Take for example, your Facebook account. Think of all of the information in it that your loved ones might want to have if you died. This includes photos, posts, replies, messages, etc. Or maybe there is something that you might want deleted.
Up until now, there were only two options for your account when you died. One, Facebook would delete it entirely, or two, it would create a “memorialized” account, which would lock it in place at the time of your death. Your current friends could post “RIP” type messages, but no new people could be added, your profile photo would be whatever it was at the time of your death, the rights level would be the same at the time of your death, etc.
There has been an ongoing battle between estate planning attorneys and the online providers over this. Last year, the Uniform Law Commission published the Uniform Fiduciary Access to Digital Assets Act. I was fortunate to have been appointed by the American Bar Association to be an advisor to the committee. The online providers were not in favor of the act – and as far as I can tell, they are still not.
While I think the law is still necessary, I also hope that market forces will force the providers to change their minds. If enough people want to allow someone to have access to their accounts after death, then the services will give it to them.
Today, Facebook announced that they are allowing you to designate a “legacy contact,” to manage a your account after it is memorialized.
Reading it over, they do not offer full access. Here is what it is. First, your account has to be memorialized. This adds the word “Remembering” over your name, and – but for the new legacy contact – locks your account.
The legacy contact will be able to:
- write a post at the top of the memorialized timeline – telling people that you died, giving funeral information, etc.
- accept new friend requests from friends and family members who were not yet connected to them on Facebook
- update the profile picture and cover photo
- download all the photos, posts, and profile information you shared on Facebook – this seems to be an optional setting.

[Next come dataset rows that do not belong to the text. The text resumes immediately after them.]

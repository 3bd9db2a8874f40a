//! Default TOML config template with inline documentation comments.

/// Generate the default TOML config content with comments.
pub(crate) fn default_config_toml() -> String {
    r##"# nowplaying configuration
# Schema version 1
# Only override what you want to change -- missing fields use defaults.

[presence]
# user_id = "688967048541503506"   # Discord user to watch (or pass --user-id)
# relay_url = "wss://api.lanyard.rest/socket"
# max_reconnect_attempts = 5       # 1-20
# reconnect_base_delay_ms = 1000   # 100-60000, doubles per attempt
# max_reconnect_delay_ms = 30000   # base-600000
# connect_timeout_secs = 15        # 1-120

[logging]
# level = "INFO"                   # DEBUG, INFO, WARNING, ERROR
"##
    .to_string()
}
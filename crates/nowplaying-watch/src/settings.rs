//! Merge config file values with command-line overrides into the settings
//! the watcher runs with.

use std::time::Duration;

use nowplaying_common::NowPlayingError;
use nowplaying_config::{validation, NowPlayingConfig};
use nowplaying_presence::PresenceConfig;

#[derive(Debug, Clone, PartialEq, Eq)]
pub struct WatchSettings {
    pub user_id: String,
    pub presence: PresenceConfig,
}

/// Apply overrides, validate the merged config, and build client settings.
pub fn resolve(
    mut config: NowPlayingConfig,
    user_id: Option<String>,
    relay_url: Option<String>,
) -> Result<WatchSettings, NowPlayingError> {
    if let Some(user_id) = user_id {
        config.presence.user_id = Some(user_id);
    }
    if let Some(url) = relay_url {
        config.presence.relay_url = url;
    }

    validation::validate(&config)?;

    let section = config.presence;
    let user_id = section.user_id.ok_or_else(|| {
        NowPlayingError::Other(
            "no Discord user id: pass --user-id or set presence.user_id".to_string(),
        )
    })?;

    Ok(WatchSettings {
        user_id,
        presence: PresenceConfig {
            relay_url: section.relay_url,
            max_reconnect_attempts: section.max_reconnect_attempts,
            reconnect_base_delay: Duration::from_millis(u64::from(section.reconnect_base_delay_ms)),
            max_reconnect_delay: Duration::from_millis(u64::from(section.max_reconnect_delay_ms)),
            connect_timeout: Duration::from_secs(u64::from(section.connect_timeout_secs)),
        },
    })
}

The legacy contact will not be able to:
- have access to any private or direct messages sent or received by you
- change or delete any past posts, photos, or anything else shared on your timeline -so that embarrassing picture of you dancing topless on the bar is there for eternity.
- Remove any of your friends – I wonder if they’d make an exception for someone who killed you. Sort of like a slayer statute for Facebook.
So it isn’t perfect, but it’s certainly a step in the right direction.